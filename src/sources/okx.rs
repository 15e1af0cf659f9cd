use crate::config::ScannerConfig;
use crate::error::{AppError, Result};
use crate::services::filters::{is_problematic, is_stable_coin, parse_number};
use crate::types::{Candle, CoinData, Ticker};
use reqwest::Client;
use serde::Deserialize;
use std::time::Duration;
use tracing::{debug, info, warn};

const OKX_API_URL: &str = "https://www.okx.com/api/v5";

/// OKX response envelope.
#[derive(Debug, Deserialize)]
struct OkxResponse<T> {
    code: String,
    #[serde(default)]
    msg: String,
    #[serde(default = "Vec::new")]
    data: Vec<T>,
}

impl<T> OkxResponse<T> {
    fn into_data(self) -> Result<Vec<T>> {
        if self.code != "0" {
            warn!("OKX API error: {} - {}", self.code, self.msg);
            return Err(AppError::ExternalApi(format!(
                "okx error {}: {}",
                self.code, self.msg
            )));
        }
        Ok(self.data)
    }
}

#[derive(Debug, Deserialize)]
#[serde(rename_all = "camelCase")]
struct OkxTicker {
    inst_id: String,
    last: String,
    #[serde(default)]
    open24h: String,
    vol24h: String,
}

impl OkxTicker {
    fn to_ticker(&self) -> Ticker {
        let price = parse_number(&self.last);
        Ticker {
            symbol: self.inst_id.clone(),
            price,
            change: change_percent(price, parse_number(&self.open24h)),
            volume: parse_number(&self.vol24h),
        }
    }
}

/// Percent change from `open` to `last`; 0 when there is no open price.
pub(crate) fn change_percent(last: f64, open: f64) -> f64 {
    if open > 0.0 {
        (last - open) / open * 100.0
    } else {
        0.0
    }
}

/// OKX REST client.
///
/// Candle requests are paced (a delay before each request and a longer one
/// between batches) to stay clear of OKX's per-IP limits.
#[derive(Clone)]
pub struct OkxClient {
    client: Client,
    api_key: Option<String>,
    config: ScannerConfig,
}

impl OkxClient {
    /// Create a new OKX client.
    pub fn new(api_key: Option<String>, config: ScannerConfig) -> Self {
        let client = Client::builder()
            .user_agent("fibscan/0.1")
            .build()
            .unwrap_or_else(|_| Client::new());

        Self {
            client,
            api_key,
            config,
        }
    }

    /// Fetch qualifying USDT instruments with their daily candles.
    pub async fn fetch_market(&self) -> Result<Vec<CoinData>> {
        let mut tickers = self.fetch_tickers().await?;
        tickers.truncate(self.config.okx_max_pairs);

        let batch_size = self.config.okx_batch_size.max(1);
        let batch_count = tickers.len().div_ceil(batch_size);
        let mut coins = Vec::with_capacity(tickers.len());

        for (index, batch) in tickers.chunks(batch_size).enumerate() {
            debug!("OKX: processing batch {} of {}", index + 1, batch_count);

            for ticker in batch {
                tokio::time::sleep(Duration::from_millis(self.config.okx_request_delay_ms)).await;
                match self.fetch_klines(&ticker.symbol).await {
                    Ok(candles) => coins.push(CoinData {
                        ticker: ticker.clone(),
                        candles,
                    }),
                    Err(e) => warn!("OKX: skipping {}: {}", ticker.symbol, e),
                }
            }

            if index + 1 < batch_count {
                debug!("OKX: waiting {}ms before next batch", self.config.okx_batch_delay_ms);
                tokio::time::sleep(Duration::from_millis(self.config.okx_batch_delay_ms)).await;
            }
        }

        info!("OKX: loaded candles for {} instruments", coins.len());
        Ok(coins)
    }

    /// Fetch spot tickers and keep the USDT instruments worth scanning.
    pub async fn fetch_tickers(&self) -> Result<Vec<Ticker>> {
        let url = format!("{}/market/tickers?instType=SPOT", OKX_API_URL);
        let response = self.request(&url).send().await?;

        if !response.status().is_success() {
            let status = response.status();
            let text = response.text().await.unwrap_or_default();
            warn!("OKX API returned {}: {}", status, text.chars().take(200).collect::<String>());
            return Err(AppError::from_status("okx", status));
        }

        let data: OkxResponse<OkxTicker> = response.json().await?;
        Ok(select_tickers(&data.into_data()?, &self.config))
    }

    /// Fetch daily candles for an instrument, oldest first.
    pub async fn fetch_klines(&self, inst_id: &str) -> Result<Vec<Candle>> {
        if is_problematic(inst_id) {
            warn!("OKX: ignoring problematic instrument {}", inst_id);
            return Ok(Vec::new());
        }

        let url = format!(
            "{}/market/candles?instId={}&bar=1D&limit={}",
            OKX_API_URL, inst_id, self.config.candle_limit
        );
        let response = self.request(&url).send().await?;

        if !response.status().is_success() {
            return Err(AppError::from_status("okx", response.status()));
        }

        let data: OkxResponse<Vec<String>> = response.json().await?;
        Ok(parse_candles(data.into_data()?))
    }

    fn request(&self, url: &str) -> reqwest::RequestBuilder {
        let mut request = self.client.get(url);
        if let Some(ref key) = self.api_key {
            request = request.header("OK-ACCESS-KEY", key);
        }
        request
    }
}

fn select_tickers(tickers: &[OkxTicker], config: &ScannerConfig) -> Vec<Ticker> {
    tickers
        .iter()
        .filter(|t| t.inst_id.ends_with("-USDT") && !is_stable_coin(&t.inst_id))
        .map(OkxTicker::to_ticker)
        .filter(|t| t.volume > config.min_volume && t.price > config.min_price)
        .collect()
}

/// Parse `[ts, o, h, l, c, ...]` rows. OKX returns newest first; the result
/// is oldest first.
fn parse_candles(rows: Vec<Vec<String>>) -> Vec<Candle> {
    let mut candles: Vec<Candle> = rows
        .iter()
        .filter(|row| row.len() >= 5)
        .filter_map(|row| {
            Some(Candle {
                time: row[0].parse().ok()?,
                high: row[2].parse().ok()?,
                low: row[3].parse().ok()?,
                close: row[4].parse().ok()?,
            })
        })
        .collect();
    candles.reverse();
    candles
}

______________________________

Would you repeat the records above without any changes?

Output of the exercise:
filename src/sources/okx.rs
repository 15e1af0cf659f9cd
use crate::config::ScannerConfig;
use crate::error::{AppError, Result};
use crate::services::filters::{is_problematic, is_stable_coin, parse_number};
use crate::types::{Candle, CoinData, Ticker};
use reqwest::Client;
use serde::Deserialize;
use std::time::Duration;
use tracing::{debug, info, warn};

const OKX_API_URL: &str = "https://www.okx.com/api/v5";

/// OKX response envelope.
#[derive(Debug, Deserialize)]
struct OkxResponse<T> {
    code: String,
    #[serde(default)]
    msg: String,
    #[serde(default = "Vec::new")]
    data: Vec<T>,
}

impl<T> OkxResponse<T> {
    fn into_data(self) -> Result<Vec<T>> {
        if self.code != "0" {
            warn!("OKX API error: {} - {}", self.code, self.msg);
            return Err(AppError::ExternalApi(format!(
                "okx error {}: {}",
                self.code, self.msg
            )));
        }
        Ok(self.data)
    }
}

#[derive(Debug, Deserialize)]
#[serde(rename_all = "camelCase")]
struct OkxTicker {
    inst_id: String,
    last: String,
    #[serde(default)]
    open24h: String,
    vol24h: String,
}

impl OkxTicker {
    fn to_ticker(&self) -> Ticker {
        let price = parse_number(&self.last);
        Ticker {
            symbol: self.inst_id.clone(),
            price,
            change: change_percent(price, parse_number(&self.open24h)),
            volume: parse_number(&self.vol24h),
        }
    }
}

/// Percent change from `open` to `last`; 0 when there is no open price.
pub(crate) fn change_percent(last: f64, open: f64) -> f64 {
    if open > 0.0 {
        (last - open) / open * 100.0
    } else {
        0.0
    }
}

/// OKX REST client.
///
/// Candle requests are paced (a delay before each request and a longer one
/// between batches) to stay clear of OKX's per-IP limits.
#[derive(Clone)]
pub struct OkxClient {
    client: Client,
    api_key: Option<String>,
    config: ScannerConfig,
}

impl OkxClient {
    /// Create a new OKX client.
    pub fn new(api_key: Option<String>, config: ScannerConfig) -> Self {
        let client = Client::builder()
            .user_agent("fibscan/0.1")
            .build()
            .unwrap_or_else(|_| Client::new());

        Self {
            client,
            api_key,
            config,
        }
    }

    /// Fetch qualifying USDT instruments with their daily candles.
    pub async fn fetch_market(&self) -> Result<Vec<CoinData>> {
        let mut tickers = self.fetch_tickers().await?;
        tickers.truncate(self.config.okx_max_pairs);

        let batch_size = self.config.okx_batch_size.max(1);
        let batch_count = tickers.len().div_ceil(batch_size);
        let mut coins = Vec::with_capacity(tickers.len());

        for (index, batch) in tickers.chunks(batch_size).enumerate() {
            debug!("OKX: processing batch {} of {}", index + 1, batch_count);

            for ticker in batch {
                tokio::time::sleep(Duration::from_millis(self.config.okx_request_delay_ms)).await;
                match self.fetch_klines(&ticker.symbol).await {
                    Ok(candles) => coins.push(CoinData {
                        ticker: ticker.clone(),
                        candles,
                    }),
                    Err(e) => warn!("OKX: skipping {}: {}", ticker.symbol, e),
                }
            }

            if index + 1 < batch_count {
                debug!("OKX: waiting {}ms before next batch", self.config.okx_batch_delay_ms);
                tokio::time::sleep(Duration::from_millis(self.config.okx_batch_delay_ms)).await;
            }
        }

        info!("OKX: loaded candles for {} instruments", coins.len());
        Ok(coins)
    }

    /// Fetch spot tickers and keep the USDT instruments worth scanning.
    pub async fn fetch_tickers(&self) -> Result<Vec<Ticker>> {
        let url = format!("{}/market/tickers?instType=SPOT", OKX_API_URL);
        let response = self.request(&url).send().await?;

        if !response.status().is_success() {
            let status = response.status();
            let text = response.text().await.unwrap_or_default();
            warn!("OKX API returned {}: {}", status, text.chars().take(200).collect::<String>());
            return Err(AppError::from_status("okx", status));
        }

        let data: OkxResponse<OkxTicker> = response.json().await?;
        Ok(select_tickers(&data.into_data()?, &self.config))
    }

    /// Fetch daily candles for an instrument, oldest first.
    pub async fn fetch_klines(&self, inst_id: &str) -> Result<Vec<Candle>> {
        if is_problematic(inst_id) {
            warn!("OKX: ignoring problematic instrument {}", inst_id);
            return Ok(Vec::new());
        }

        let url = format!(
            "{}/market/candles?instId={}&bar=1D&limit={}",
            OKX_API_URL, inst_id, self.config.candle_limit
        );
        let response = self.request(&url).send().await?;

        if !response.status().is_success() {
            return Err(AppError::from_status("okx", response.status()));
        }

        let data: OkxResponse<Vec<String>> = response.json().await?;
        Ok(parse_candles(data.into_data()?))
    }

    fn request(&self, url: &str) -> reqwest::RequestBuilder {
        let mut request = self.client.get(url);
        if let Some(ref key) = self.api_key {
            request = request.header("OK-ACCESS-KEY", key);
        }
        request
    }
}

fn select_tickers(tickers: &[OkxTicker], config: &ScannerConfig) -> Vec<Ticker> {
    tickers
        .iter()
        .filter(|t| t.inst_id.ends_with("-USDT") && !is_stable_coin(&t.inst_id))
        .map(OkxTicker::to_ticker)
        .filter(|t| t.volume > config.min_volume && t.price > config.min_price)
        .collect()
}

/// Parse `[ts, o, h, l, c, ...]` rows. OKX returns newest first; the result
/// is oldest first.
fn parse_candles(rows: Vec<Vec<String>>) -> Vec<Candle> {
    let mut candles: Vec<Candle> = rows
        .iter()
        .filter(|row| row.len() >= 5)
        .filter_map(|row| {
            Some(Candle {
                time: row[0].parse().ok()?,
                high: row[2].parse().ok()?,
                low: row[3].parse().ok()?,
                close: row[4].parse().ok()?,
            })
        })
        .collect();
    candles.reverse();
    candles
}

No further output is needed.